Rimane ancora significativamente positivo, pur riducendosi, il saldo dei rapporti di lavoro a tempo indeterminato (+270.000) e analogo è l’andamento per l’apprendistato (+53.000).

L’impatto del Covid-19 ha fortemente interessato i contratti a termine, accentuandone le tendenze, già in essere, alla flessione. Il saldo dei rapporti a tempo determinato a marzo 2020 è risultato pari a -359.000 con un forte incremento rispetto a quanto osservato a febbraio, quando si era fermato a -253.000. Risultati significativamente negativi si registrano, sempre a fine marzo, per somministrati (-101.000) e stagionali (-78.000). Anche per l’intermittente si registra, a marzo, il passaggio a un saldo annuale negativo (-40.000, per la prima volta dal 2016).

IL LAVORO OCCASIONALE
La consistenza dei lavoratori impiegati con Contratti di prestazione occasionale (CPO), a marzo 2020 si attesta intorno alle 10.000 unità (in netta diminuzione rispetto allo stesso mese del 2019); l’importo medio mensile lordo della loro remunerazione effettiva risulta pari a 187 euro.

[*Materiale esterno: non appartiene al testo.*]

//! Core domain logic for the task list.
//! This crate is the single source of truth for task invariants.

pub mod db;
pub mod logging;
pub mod model;
pub mod repo;
pub mod service;

pub use logging::{default_log_level, init_logging, logging_status, LoggingError};
pub use model::filter::{filter_tasks, FilterMode, ParseFilterModeError};
pub use model::task::{next_task_id, Task, TaskId};
pub use model::validation::{trim_text, validate, ValidationError};
pub use repo::kv_store::{KeyValueStore, MemoryStore, SqliteKvStore, StorageError, StorageResult};
pub use repo::persistence::{PersistenceBridge, STORAGE_KEY};
pub use service::task_store::{TaskCounts, TaskStore};
pub use service::ui_state::{Dialog, UiState, GENERIC_WARNING};

/// Returns the core crate version.
pub fn core_version() -> &'static str {
    env!("CARGO_PKG_VERSION")
}
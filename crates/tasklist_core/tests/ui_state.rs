use tasklist_core::{
    Dialog, FilterMode, MemoryStore, PersistenceBridge, TaskStore, UiState, ValidationError,
    GENERIC_WARNING,
};

fn setup() -> (TaskStore<MemoryStore>, UiState) {
    let store = TaskStore::open(PersistenceBridge::new(MemoryStore::new()));
    (store, UiState::new())
}

#[test]
fn new_state_shows_all_tasks_without_dialog() {
    let (mut store, ui) = setup();
    let id = store.add("one").unwrap();
    store.toggle(id);
    store.add("two").unwrap();

    assert_eq!(ui.filter(), FilterMode::All);
    assert_eq!(ui.dialog(), None);
    assert_eq!(ui.editing(), None);
    assert_eq!(ui.visible(&store).len(), 2);
}

#[test]
fn set_filter_changes_visible_tasks() {
    let (mut store, mut ui) = setup();
    let id = store.add("one").unwrap();
    store.add("two").unwrap();
    store.toggle(id);

    ui.set_filter(FilterMode::Pending);
    let visible = ui.visible(&store);
    assert_eq!(visible.len(), 1);
    assert_eq!(visible[0].text, "two");
}

#[test]
fn rejected_add_opens_warning() {
    let (mut store, mut ui) = setup();
    ui.submit_add(&mut store, "Buy milk").unwrap();

    let err = ui.submit_add(&mut store, "buy milk").unwrap_err();
    assert_eq!(err, ValidationError::Duplicate);
    assert_eq!(
        ui.warning_message(),
        Some(ValidationError::Duplicate.to_string().as_str())
    );
    assert_eq!(store.len(), 1);

    ui.close_warning();
    assert_eq!(ui.dialog(), None);
}

#[test]
fn empty_warning_uses_generic_message() {
    let (_, mut ui) = setup();
    ui.show_warning("");
    assert_eq!(ui.warning_message(), Some(GENERIC_WARNING));
}

#[test]
fn edit_flow_clears_marker_after_duplicate_and_success() {
    let (mut store, mut ui) = setup();
    store.add("Buy milk").unwrap();
    let id = store.add("Call mom").unwrap();

    ui.start_edit(id);
    assert_eq!(ui.editing(), Some(id));
    assert_eq!(ui.submit_edit(&mut store, "buy milk"), Err(ValidationError::Duplicate));
    assert_eq!(ui.editing(), None);
    assert_eq!(store.get(id).unwrap().text, "Call mom");
    assert!(ui.warning_message().is_some());

    ui.close_warning();
    ui.start_edit(id);
    assert_eq!(ui.submit_edit(&mut store, "Call dad"), Ok(true));
    assert_eq!(ui.editing(), None);
    assert_eq!(store.get(id).unwrap().text, "Call dad");
    assert_eq!(ui.dialog(), None);
}

#[test]
fn empty_edit_submit_stays_in_edit_mode() {
    let (mut store, mut ui) = setup();
    let id = store.add("Call mom").unwrap();

    ui.start_edit(id);
    assert_eq!(ui.submit_edit(&mut store, "   "), Err(ValidationError::Empty));
    assert_eq!(ui.editing(), Some(id));
    assert_eq!(store.get(id).unwrap().text, "Call mom");
    assert_eq!(
        ui.warning_message(),
        Some(ValidationError::Empty.to_string().as_str())
    );

    ui.close_warning();
    assert_eq!(ui.submit_edit(&mut store, "Call dad"), Ok(true));
    assert_eq!(ui.editing(), None);
}

#[test]
fn submit_edit_without_active_edit_is_noop() {
    let (mut store, mut ui) = setup();
    let id = store.add("one").unwrap();

    ui.start_edit(id);
    ui.cancel_edit();
    assert_eq!(ui.submit_edit(&mut store, "two"), Ok(false));
    assert_eq!(store.get(id).unwrap().text, "one");
}

#[test]
fn delete_requires_confirmation() {
    let (mut store, mut ui) = setup();
    let id = store.add("one").unwrap();

    ui.request_delete(id);
    assert_eq!(ui.dialog(), Some(&Dialog::ConfirmDelete(id)));
    assert_eq!(ui.pending_delete(), Some(id));
    ui.cancel_delete();
    assert_eq!(ui.dialog(), None);
    assert_eq!(store.len(), 1);

    ui.request_delete(id);
    assert!(ui.confirm_delete(&mut store));
    assert_eq!(ui.dialog(), None);
    assert!(store.is_empty());
}

#[test]
fn confirm_without_pending_delete_keeps_warning_open() {
    let (mut store, mut ui) = setup();
    store.add("one").unwrap();
    ui.show_warning("careful");

    assert!(!ui.confirm_delete(&mut store));
    assert_eq!(ui.warning_message(), Some("careful"));
    assert_eq!(store.len(), 1);
}

#[test]
fn confirming_delete_of_edited_task_clears_edit_marker() {
    let (mut store, mut ui) = setup();
    let id = store.add("one").unwrap();

    ui.start_edit(id);
    ui.request_delete(id);
    assert!(ui.confirm_delete(&mut store));
    assert_eq!(ui.editing(), None);
}
//! Use-case layer over the task sequence.
//!
//! # Responsibility
//! - Own domain state (`TaskStore`) and presentation state (`UiState`) as
//!   separate objects.
//! - Keep front ends decoupled from storage details.

pub mod task_store;
pub mod ui_state;
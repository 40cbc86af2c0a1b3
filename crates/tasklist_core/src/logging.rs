//! Logging bootstrap and safety policy.
//!
//! # Responsibility
//! - Initialize file-based rolling logs at most once per process.
//! - Capture panics as sanitized log lines.
//!
//! # Invariants
//! - Logging init is idempotent for the same level and directory.
//! - Re-initialization with a different level or directory is rejected.
//! - Logging initialization must not panic.
//! - Log lines carry ids and counts only, never task text.

use flexi_logger::{Cleanup, Criterion, FileSpec, Logger, LoggerHandle, Naming, WriteMode};
use log::{error, info};
use once_cell::sync::OnceCell;
use std::error::Error;
use std::fmt::{Display, Formatter};
use std::path::{Path, PathBuf};

const LOG_FILE_BASENAME: &str = "tasklist";
const MAX_LOG_FILE_SIZE_BYTES: u64 = 5 * 1024 * 1024;
const MAX_LOG_FILES: usize = 3;
const MAX_PANIC_PAYLOAD_CHARS: usize = 160;

static LOGGING_STATE: OnceCell<LoggingState> = OnceCell::new();
static PANIC_HOOK_INSTALLED: OnceCell<()> = OnceCell::new();

struct LoggingState {
    level: &'static str,
    log_dir: PathBuf,
    _logger: LoggerHandle,
}

/// Failure to bring up (or reconfigure) logging.
#[derive(Debug, Clone, PartialEq, Eq)]
pub enum LoggingError {
    UnsupportedLevel(String),
    EmptyLogDir,
    RelativeLogDir(String),
    CreateDir { dir: PathBuf, message: String },
    Backend(String),
    LevelConflict { active: &'static str, requested: &'static str },
    DirConflict { active: PathBuf, requested: PathBuf },
}

impl Display for LoggingError {
    fn fmt(&self, f: &mut Formatter<'_>) -> std::fmt::Result {
        match self {
            Self::UnsupportedLevel(level) => write!(
                f,
                "unsupported log level `{level}`; expected trace|debug|info|warn|error"
            ),
            Self::EmptyLogDir => write!(f, "log_dir cannot be empty"),
            Self::RelativeLogDir(dir) => {
                write!(f, "log_dir must be an absolute path, got `{dir}`")
            }
            Self::CreateDir { dir, message } => write!(
                f,
                "failed to create log directory `{}`: {message}",
                dir.display()
            ),
            Self::Backend(message) => write!(f, "failed to start logger: {message}"),
            Self::LevelConflict { active, requested } => write!(
                f,
                "logging already initialized with level `{active}`; refusing to switch to `{requested}`"
            ),
            Self::DirConflict { active, requested } => write!(
                f,
                "logging already initialized at `{}`; refusing to switch to `{}`",
                active.display(),
                requested.display()
            ),
        }
    }
}

impl Error for LoggingError {}

/// Initializes logging with level and directory.
///
/// # Errors
/// - `level` is not one of trace|debug|info|warn|error.
/// - `log_dir` is empty, relative, or cannot be created.
/// - The backend fails to start.
/// - Logging is already active with a different level or directory.
pub fn init_logging(level: &str, log_dir: &str) -> Result<(), LoggingError> {
    let level = normalize_level(level)?;
    let log_dir = normalize_log_dir(log_dir)?;

    let state = LOGGING_STATE.get_or_try_init(|| start_logger(level, &log_dir))?;
    ensure_same_config(state, level, &log_dir)
}

/// Returns `(level, log_dir)` when logging is active.
pub fn logging_status() -> Option<(&'static str, PathBuf)> {
    LOGGING_STATE
        .get()
        .map(|state| (state.level, state.log_dir.clone()))
}

/// Default log level for the current build mode: `debug` or `info`.
pub fn default_log_level() -> &'static str {
    if cfg!(debug_assertions) {
        "debug"
    } else {
        "info"
    }
}

fn start_logger(level: &'static str, log_dir: &Path) -> Result<LoggingState, LoggingError> {
    std::fs::create_dir_all(log_dir).map_err(|err| LoggingError::CreateDir {
        dir: log_dir.to_path_buf(),
        message: err.to_string(),
    })?;

    let logger = Logger::try_with_str(level)
        .map_err(|err| LoggingError::Backend(err.to_string()))?
        .log_to_file(
            FileSpec::default()
                .directory(log_dir)
                .basename(LOG_FILE_BASENAME),
        )
        .rotate(
            Criterion::Size(MAX_LOG_FILE_SIZE_BYTES),
            Naming::Numbers,
            Cleanup::KeepLogFiles(MAX_LOG_FILES),
        )
        .write_mode(WriteMode::BufferAndFlush)
        .append()
        .format_for_files(flexi_logger::detailed_format)
        .start()
        .map_err(|err| LoggingError::Backend(err.to_string()))?;

    install_panic_hook_once();

    info!(
        "event=app_start module=core status=ok platform={} version={}",
        std::env::consts::OS,
        env!("CARGO_PKG_VERSION")
    );
    info!(
        "event=logging_init module=core status=ok level={} log_dir={}",
        level,
        log_dir.display()
    );

    Ok(LoggingState {
        level,
        log_dir: log_dir.to_path_buf(),
        _logger: logger,
    })
}

fn ensure_same_config(
    state: &LoggingState,
    level: &'static str,
    log_dir: &Path,
) -> Result<(), LoggingError> {
    if state.log_dir != log_dir {
        return Err(LoggingError::DirConflict {
            active: state.log_dir.clone(),
            requested: log_dir.to_path_buf(),
        });
    }
    if state.level != level {
        return Err(LoggingError::LevelConflict {
            active: state.level,
            requested: level,
        });
    }
    Ok(())
}

fn normalize_level(level: &str) -> Result<&'static str, LoggingError> {
    match level.trim().to_ascii_lowercase().as_str() {
        "trace" => Ok("trace"),
        "debug" => Ok("debug"),
        "info" => Ok("info"),
        "warn" | "warning" => Ok("warn"),
        "error" => Ok("error"),
        other => Err(LoggingError::UnsupportedLevel(other.to_string())),
    }
}

fn normalize_log_dir(log_dir: &str) -> Result<PathBuf, LoggingError> {
    let trimmed = log_dir.trim();
    if trimmed.is_empty() {
        return Err(LoggingError::EmptyLogDir);
    }
    let path = Path::new(trimmed);
    if !path.is_absolute() {
        return Err(LoggingError::RelativeLogDir(trimmed.to_string()));
    }
    Ok(path.to_path_buf())
}

fn install_panic_hook_once() {
    if PANIC_HOOK_INSTALLED.set(()).is_err() {
        return;
    }

    let previous_hook = std::panic::take_hook();
    std::panic::set_hook(Box::new(move |panic_info| {
        // Payload may echo task text; cap and flatten it before logging.
        let location = panic_info
            .location()
            .map(|loc| format!("{}:{}", loc.file(), loc.line()))
            .unwrap_or_else(|| "unknown".to_string());
        let payload = panic_payload_summary(panic_info);
        error!(
            "event=panic_captured module=core status=error location={} payload={}",
            location, payload
        );
        previous_hook(panic_info);
    }));
}

fn panic_payload_summary(info: &std::panic::PanicHookInfo<'_>) -> String {
    let payload = if let Some(message) = info.payload().downcast_ref::<&str>() {
        (*message).to_string()
    } else if let Some(message) = info.payload().downcast_ref::<String>() {
        message.clone()
    } else {
        "non-string panic payload".to_string()
    };

    sanitize_message(&payload, MAX_PANIC_PAYLOAD_CHARS)
}

fn sanitize_message(value: &str, max_chars: usize) -> String {
    let normalized = value.replace(['\n', '\r'], " ");
    let mut truncated = normalized.chars().take(max_chars).collect::<String>();
    if normalized.chars().count() > max_chars {
        truncated.push_str("...");
    }
    truncated
}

Per quanto attiene ai lavoratori pagati con i titoli del Libretto Famiglia (LF), a marzo 2020 risultano circa 36.000, in aumento del 251% rispetto allo stesso periodo del 2019. La crescita è da riferirsi essenzialmente all’introduzione del bonus per l’acquisto di servizi di baby-sitting previsto dall’articolo 23 comma 8 del DL n. 18/2020 (decreto “Cura Italia”), il cui pagamento è effettuato con i titoli del libretto famiglia; l’importo medio mensile lordo della loro remunerazione effettiva risulta pari a 488 euro.